NATIONAL RAILROAD ADJUSTMENT BOARD
THIRD DIVISION
This matter has been returned to the Board on the request of the Organization for an interpretation. In Award 31619 we found that the Agreement was violated when outside forces constructed new track and installed switches in Gentilly Yard, New Orleans, Louisiana. Carrier had defended contending that the property at issue had been leased to another company. We held that we were barred from considering this defense because, during.handling on the property, the Organization had requested a copy of the lease and Carrier had failed to provide one. Accordingly, we sustained the claim and, in accordance with Third Division Award 28430. we directed that ". . . compensation be paid for wages in the amount of hours worked by the contractor during the relevant period In the absence of available records of such hours, the claim will be sustained as presented."
After issuance of Award 31619, Carrier obtained a statement from the contractor, Midway Railroad Construction Co.

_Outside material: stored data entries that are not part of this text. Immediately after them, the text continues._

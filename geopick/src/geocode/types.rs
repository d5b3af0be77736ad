//! Geocoding types and traits

use std::fmt;
use std::future::Future;
use std::str::FromStr;

use serde::{Deserialize, Serialize};
use thiserror::Error;

use crate::config::CredentialError;

/// Semantic address fields shared by every geocoding service.
///
/// Field names follow the Nominatim `address` object so that its responses
/// deserialize directly; other services map into this shape.
#[derive(Debug, Clone, PartialEq, Eq, Default, Serialize, Deserialize)]
pub struct StructuredAddress {
    pub house_number: Option<String>,
    pub road: Option<String>,
    pub suburb: Option<String>,
    pub city: Option<String>,
    pub town: Option<String>,
    pub village: Option<String>,
    pub county: Option<String>,
    pub state: Option<String>,
    pub postcode: Option<String>,
    pub country: Option<String>,
    pub country_code: Option<String>,
}

/// Outcome of one successful reverse geocoding lookup.
#[derive(Debug, Clone, PartialEq, Serialize, Deserialize)]
pub struct GeocodeResult {
    /// Full human-readable name as returned by the service
    pub display_name: String,
    /// Structured fields, when the service returned any
    pub address: Option<StructuredAddress>,
}

impl GeocodeResult {
    /// Short address line for popups and summaries.
    ///
    /// Uses [`format_address`](super::format_address) on the structured
    /// fields and falls back to the display name when that yields nothing.
    pub fn summary(&self) -> String {
        self.address
            .as_ref()
            .map(super::format_address)
            .filter(|line| !line.is_empty())
            .unwrap_or_else(|| self.display_name.clone())
    }
}

/// The selectable reverse geocoding services.
#[derive(Debug, Clone, Copy, PartialEq, Eq, Hash, Default)]
pub enum GeocodingService {
    /// OpenStreetMap Nominatim (no key required)
    #[default]
    Nominatim,
    /// Google Geocoding API (requires an API key)
    Google,
}

impl GeocodingService {
    /// Every service, in display order.
    pub const ALL: [GeocodingService; 2] = [GeocodingService::Nominatim, GeocodingService::Google];

    /// Identifier used in config files and on the command line.
    pub fn id(&self) -> &'static str {
        match self {
            Self::Nominatim => "nominatim",
            Self::Google => "google",
        }
    }

    /// Human-readable service name.
    pub fn name(&self) -> &'static str {
        match self {
            Self::Nominatim => "OpenStreetMap Nominatim",
            Self::Google => "Google Geocoding",
        }
    }
}

impl fmt::Display for GeocodingService {
    fn fmt(&self, f: &mut fmt::Formatter<'_>) -> fmt::Result {
        f.write_str(self.id())
    }
}

impl FromStr for GeocodingService {
    type Err = GeocodeError;

    fn from_str(s: &str) -> Result<Self, Self::Err> {
        match s.trim().to_lowercase().as_str() {
            "nominatim" | "osm" | "openstreetmap" => Ok(Self::Nominatim),
            "google" => Ok(Self::Google),
            other => Err(GeocodeError::UnknownService(other.to_string())),
        }
    }
}

/// Errors that can occur during a reverse geocoding lookup.
///
/// These never reach the UI layer as failures: [`ReverseGeocoder`]
/// implementations log them and resolve to "no result".
#[derive(Debug, Clone, PartialEq, Error)]
pub enum GeocodeError {
    /// Transport failure or non-success HTTP status
    #[error("HTTP error: {0}")]
    HttpError(String),

    /// Body could not be decoded
    #[error("Invalid response: {0}")]
    InvalidResponse(String),

    /// Service answered with a non-OK status field
    #[error("{service} returned status {status}")]
    ServiceStatus {
        service: GeocodingService,
        status: String,
    },

    /// Service was reached but returned nothing usable
    #[error("No address found at ({lat}, {lng})")]
    NoResult { lat: f64, lng: f64 },

    /// Missing or placeholder credential
    #[error("Configuration error: {0}")]
    Credential(#[from] CredentialError),

    /// Unrecognized service identifier
    #[error("Unknown geocoding service '{0}' (expected nominatim or google)")]
    UnknownService(String),
}

/// Reverse geocoding capability.
///
/// Performs exactly one network call per invocation, with no retry and no
/// caching. Any failure resolves to `None`.
pub trait ReverseGeocoder: Send + Sync {
    /// Resolves a coordinate to an address, or `None` on any failure.
    fn reverse_geocode(
        &self,
        lat: f64,
        lng: f64,
    ) -> impl Future<Output = Option<GeocodeResult>> + Send;

    /// The service this geocoder talks to.
    fn service(&self) -> GeocodingService;
}
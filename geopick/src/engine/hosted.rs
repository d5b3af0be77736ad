//! Hosted map engine.
//!
//! Stands in for a hosted map provider loaded with an API key. The key is
//! checked before any SDK call, so a missing or placeholder key leaves
//! nothing behind in the container.

use std::sync::Arc;

use crate::config::require_api_key;

use super::sdk::{AxisOrder, BaseLayer, MapSdk};
use super::types::{EngineError, EngineKind, MapSourceConfig};

/// Map type used for [`MapSourceConfig::Default`].
pub const DEFAULT_MAP_TYPE: &str = "roadmap";

const KEY_NAME: &str = "Google Maps API key";

pub struct HostedEngine {
    sdk: Arc<dyn MapSdk>,
    api_key: Option<String>,
}

impl HostedEngine {
    const AXIS: AxisOrder = AxisOrder::LatLng;

    pub fn new(sdk: Arc<dyn MapSdk>, api_key: Option<String>) -> Self {
        Self { sdk, api_key }
    }

    fn base_layer(&self, source: &MapSourceConfig) -> Result<BaseLayer, EngineError> {
        let api_key = require_api_key(KEY_NAME, self.api_key.as_deref())?;
        match source {
            MapSourceConfig::Hosted { map_id, map_type } => Ok(BaseLayer::Hosted {
                map_id: map_id.clone(),
                map_type: map_type.clone(),
                api_key,
            }),
            MapSourceConfig::Default => Ok(BaseLayer::Hosted {
                map_id: None,
                map_type: DEFAULT_MAP_TYPE.to_string(),
                api_key,
            }),
            other => Err(EngineError::UnsupportedSource {
                engine: EngineKind::Hosted,
                source_kind: other.variant_name(),
            }),
        }
    }
}

sdk_engine!(HostedEngine, EngineKind::Hosted);

#[cfg(test)]
mod tests {
    use super::*;
    use crate::config::CredentialError;
    use crate::coord::LatLng;
    use crate::engine::{EngineOptions, HeadlessSdk, MapEngine, MapView};
    use tokio::sync::mpsc;

    fn view() -> MapView {
        MapView::new(LatLng::new(37.7749, -122.4194), 12.0)
    }

    #[test]
    fn test_missing_key_fails_before_sdk() {
        let sdk = Arc::new(HeadlessSdk::new());
        let engine = HostedEngine::new(sdk.clone(), None);
        let (tx, mut rx) = mpsc::unbounded_channel();

        let err = engine
            .init("map", view(), &MapSourceConfig::Default, EngineOptions::default(), tx)
            .unwrap_err();

        assert_eq!(
            err,
            EngineError::MissingCredential(CredentialError::Missing { name: KEY_NAME })
        );
        assert_eq!(sdk.stats().maps_created, 0);
        assert!(rx.try_recv().is_err());
    }

    #[test]
    fn test_placeholder_key_rejected() {
        let engine = HostedEngine::new(
            Arc::new(HeadlessSdk::new()),
            Some("YOUR_API_KEY".to_string()),
        );
        let (tx, _rx) = mpsc::unbounded_channel();

        let err = engine
            .init("map", view(), &MapSourceConfig::Default, EngineOptions::default(), tx)
            .unwrap_err();
        assert!(matches!(
            err,
            EngineError::MissingCredential(CredentialError::Placeholder { .. })
        ));
    }

    #[test]
    fn test_hosted_source_with_map_id() {
        let sdk = Arc::new(HeadlessSdk::new());
        let engine = HostedEngine::new(sdk.clone(), Some("k-123".to_string()));
        let (tx, _rx) = mpsc::unbounded_channel();
        let source = MapSourceConfig::Hosted {
            map_id: Some("DEMO_MAP".to_string()),
            map_type: "terrain".to_string(),
        };

        engine
            .init("map", view(), &source, EngineOptions::default(), tx)
            .unwrap();

        assert_eq!(
            sdk.snapshot("map").unwrap().layer,
            BaseLayer::Hosted {
                map_id: Some("DEMO_MAP".to_string()),
                map_type: "terrain".to_string(),
                api_key: "k-123".to_string(),
            }
        );
    }

    #[test]
    fn test_default_source_is_roadmap() {
        let sdk = Arc::new(HeadlessSdk::new());
        let engine = HostedEngine::new(sdk.clone(), Some("k-123".to_string()));
        let (tx, _rx) = mpsc::unbounded_channel();

        engine
            .init("map", view(), &MapSourceConfig::Default, EngineOptions::default(), tx)
            .unwrap();

        assert!(matches!(
            sdk.snapshot("map").unwrap().layer,
            BaseLayer::Hosted { ref map_type, .. } if map_type == DEFAULT_MAP_TYPE
        ));
    }
}
//! Sorting Order Store：持久化的容器顺序
//!
//! 读：get_order 每次访问底层存储（I/O 错误向上传播）；compare / index 使用内存缓存的排名索引。
//! 写：set_order 整体替换序列，成功后恰好通知一次。写入串行进行，缓存先于底层存储更新
//! （失败时回滚），因此存储回声到达监听任务时已与缓存一致，不会再次通知。
//! 外部写入经 spawn_change_listener 观察，与缓存不同才通知。

use std::cmp::Ordering;
use std::sync::{Arc, RwLock};

use tokio::sync::{broadcast, Mutex};
use tokio::task::JoinHandle;

use crate::core::OrderError;
use crate::order::{ContainerId, OrderIndex, SortOrder};
use crate::storage::KeyValueStore;

pub const DEFAULT_STORAGE_KEY: &str = "containerSortOrder";

struct Cached {
    order: SortOrder,
    index: Arc<OrderIndex>,
}

impl Cached {
    fn new(order: SortOrder) -> Self {
        let index = Arc::new(OrderIndex::new(&order));
        Self { order, index }
    }
}

pub struct SortingOrderStore {
    kv: Arc<dyn KeyValueStore>,
    key: String,
    cache: RwLock<Cached>,
    write_lock: Mutex<()>,
    changed_tx: broadcast::Sender<SortOrder>,
}

impl SortingOrderStore {
    /// 从存储读取初始顺序；键不存在时为空序列
    pub async fn load(kv: Arc<dyn KeyValueStore>, key: impl Into<String>) -> Result<Self, OrderError> {
        let key = key.into();
        let order = match kv.get(&key).await? {
            Some(value) => parse_order(&value)?,
            None => SortOrder::default(),
        };
        let (changed_tx, _) = broadcast::channel(32);
        tracing::debug!(key = %key, containers = order.len(), "Sort order loaded");
        Ok(Self {
            kv,
            key,
            cache: RwLock::new(Cached::new(order)),
            write_lock: Mutex::new(()),
            changed_tx,
        })
    }

    pub fn key(&self) -> &str {
        &self.key
    }

    /// 读取持久化的顺序（并同步缓存）
    pub async fn get_order(&self) -> Result<SortOrder, OrderError> {
        let order = match self.kv.get(&self.key).await? {
            Some(value) => parse_order(&value)?,
            None => SortOrder::default(),
        };
        self.apply_observed(order.clone());
        Ok(order)
    }

    /// 整体替换顺序；重复项已由 SortOrder 去除
    pub async fn set_order(&self, order: SortOrder) -> Result<(), OrderError> {
        let value = serde_json::to_value(&order).map_err(crate::core::StoreError::from)?;
        let _write = self.write_lock.lock().await;
        let previous = self.replace_cache(order.clone());
        if let Err(e) = self.kv.set(&self.key, value).await {
            self.rollback_cache(&order, previous);
            return Err(e.into());
        }
        tracing::info!(containers = order.len(), "Sort order updated");
        let _ = self.changed_tx.send(order);
        Ok(())
    }

    /// 拖拽单个容器到新位置
    pub async fn move_container(&self, id: &ContainerId, position: usize) -> Result<(), OrderError> {
        let next = self.current().with_moved(id, position);
        self.set_order(next).await
    }

    /// 容器被删除时移出顺序表；不在表中则不写入
    pub async fn remove_container(&self, id: &ContainerId) -> Result<(), OrderError> {
        let current = self.current();
        if current.position(id).is_none() {
            return Ok(());
        }
        self.set_order(current.without(id)).await
    }

    /// 缓存中的顺序
    pub fn current(&self) -> SortOrder {
        self.read_cache().order.clone()
    }

    /// 缓存中的排名索引快照；一轮整理内保持不变
    pub fn index(&self) -> Arc<OrderIndex> {
        Arc::clone(&self.read_cache().index)
    }

    pub fn compare(&self, a: &ContainerId, b: &ContainerId) -> Ordering {
        self.read_cache().index.compare(a, b)
    }

    /// onOrderChanged
    pub fn subscribe(&self) -> broadcast::Receiver<SortOrder> {
        self.changed_tx.subscribe()
    }

    /// 监听底层存储的变化（外部写入），直到存储关闭
    pub fn spawn_change_listener(self: &Arc<Self>) -> JoinHandle<()> {
        let store = Arc::clone(self);
        let mut rx = self.kv.subscribe();
        tokio::spawn(async move {
            loop {
                match rx.recv().await {
                    Ok(change) if change.key == store.key => {
                        let parsed = match change.new_value {
                            Some(value) => parse_order(&value),
                            None => Ok(SortOrder::default()),
                        };
                        match parsed {
                            Ok(order) => {
                                store.apply_observed(order);
                            }
                            Err(e) => tracing::warn!(error = %e, "Ignoring malformed sort order change"),
                        }
                    }
                    Ok(_) => {}
                    Err(broadcast::error::RecvError::Lagged(skipped)) => {
                        tracing::debug!(skipped, "Storage change listener lagged, re-reading order");
                        if let Err(e) = store.get_order().await {
                            tracing::warn!(error = %e, "Failed to re-read sort order");
                        }
                    }
                    Err(broadcast::error::RecvError::Closed) => break,
                }
            }
        })
    }

    /// 缓存与观察值不同则替换并通知，返回是否变化
    fn apply_observed(&self, order: SortOrder) -> bool {
        {
            let mut cache = self.cache.write().unwrap_or_else(|e| e.into_inner());
            if cache.order == order {
                return false;
            }
            *cache = Cached::new(order.clone());
        }
        tracing::info!(containers = order.len(), "Sort order changed externally");
        let _ = self.changed_tx.send(order);
        true
    }

    fn replace_cache(&self, order: SortOrder) -> Cached {
        let mut cache = self.cache.write().unwrap_or_else(|e| e.into_inner());
        std::mem::replace(&mut *cache, Cached::new(order))
    }

    /// 写入失败：缓存仍是本次写入的值时恢复旧值（期间观察到的外部变化保留）
    fn rollback_cache(&self, written: &SortOrder, previous: Cached) {
        let mut cache = self.cache.write().unwrap_or_else(|e| e.into_inner());
        if cache.order == *written {
            *cache = previous;
        }
    }

    fn read_cache(&self) -> std::sync::RwLockReadGuard<'_, Cached> {
        self.cache.read().unwrap_or_else(|e| e.into_inner())
    }
}

/// 持久化格式：容器 ID 数组，元素可以是字符串或数字
fn parse_order(value: &serde_json::Value) -> Result<SortOrder, OrderError> {
    let items = value
        .as_array()
        .ok_or_else(|| OrderError::Malformed(format!("expected array, got {value}")))?;
    let ids = items
        .iter()
        .map(|item| match item {
            serde_json::Value::String(s) => Ok(ContainerId::new(s.clone())),
            serde_json::Value::Number(n) => Ok(ContainerId::new(n.to_string())),
            other => Err(OrderError::Malformed(format!("invalid container id {other}"))),
        })
        .collect::<Result<Vec<_>, _>>()?;
    Ok(SortOrder::new(ids))
}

Inc., detailing the dates, number of employees and hours of work performed on the job. Carrier advised the Organization of the specific payments to be made to each Claimant based on the contractor's statement. The Organization, however, contends that the claim must be sustained as presented because Carrier failed to challenge the relief requested during handling on the property and because Carrier did not produce any records of its own detailing the number of hours worked on the job by the contractor's employees.
Carrier did not obtain and submit the contractor's statement in an effort to raise an impermissible new argument. Rather, Carrier obtained and submitted the Page 2 Serial No. 371
contractor's statement in response to this Board's Award. It was our determination in Award 31619 that the claim should be sustained but that the appropriate remedy was to pay the Claimants for the number of hours worked by the contractor. The claim was to be sustained as presented only in the absence of available records of the number of contractor hours worked. The Award clearly placed the burden of obtaining and producing such records on the Carrier.
We are not persuaded by the Organization's argument that Carrier could only meet its burden by producing its own records of the number of hours worked by the contractor. The Award did not so limit the types of records that could be used to calculate the remedy, nor is such a limitation implied in the Award. On the contrary, Carrier's defense was that the property had been leased and Carrier did not engage the contractor. Although we held that Carrier failed to preserve this defense because it failed to provide the Organization with the requested copy of the lease, it certainly was possible that Carrier's contention that it had not engaged the contractor was factually accurate. In such a case, Carrier would have no records of the number of hours for which the contractor was paid and would have to obtain a record of the number of hours worked from the contractor.
There is no reason to believe that the contractor's statement is not genuine. Accordingly, we conclude that the contractor's statement is an available record that establishes the amount. of hours worked by the contractor during the relevant time period, and that by compensating the Claimants for wages in the amount of those hours Carrier complies with the Award.
Referee Martin H. Malin who sat with the Division as a neutral member when Award 31619 was adopted, also participated with the Division in making this Interpretation.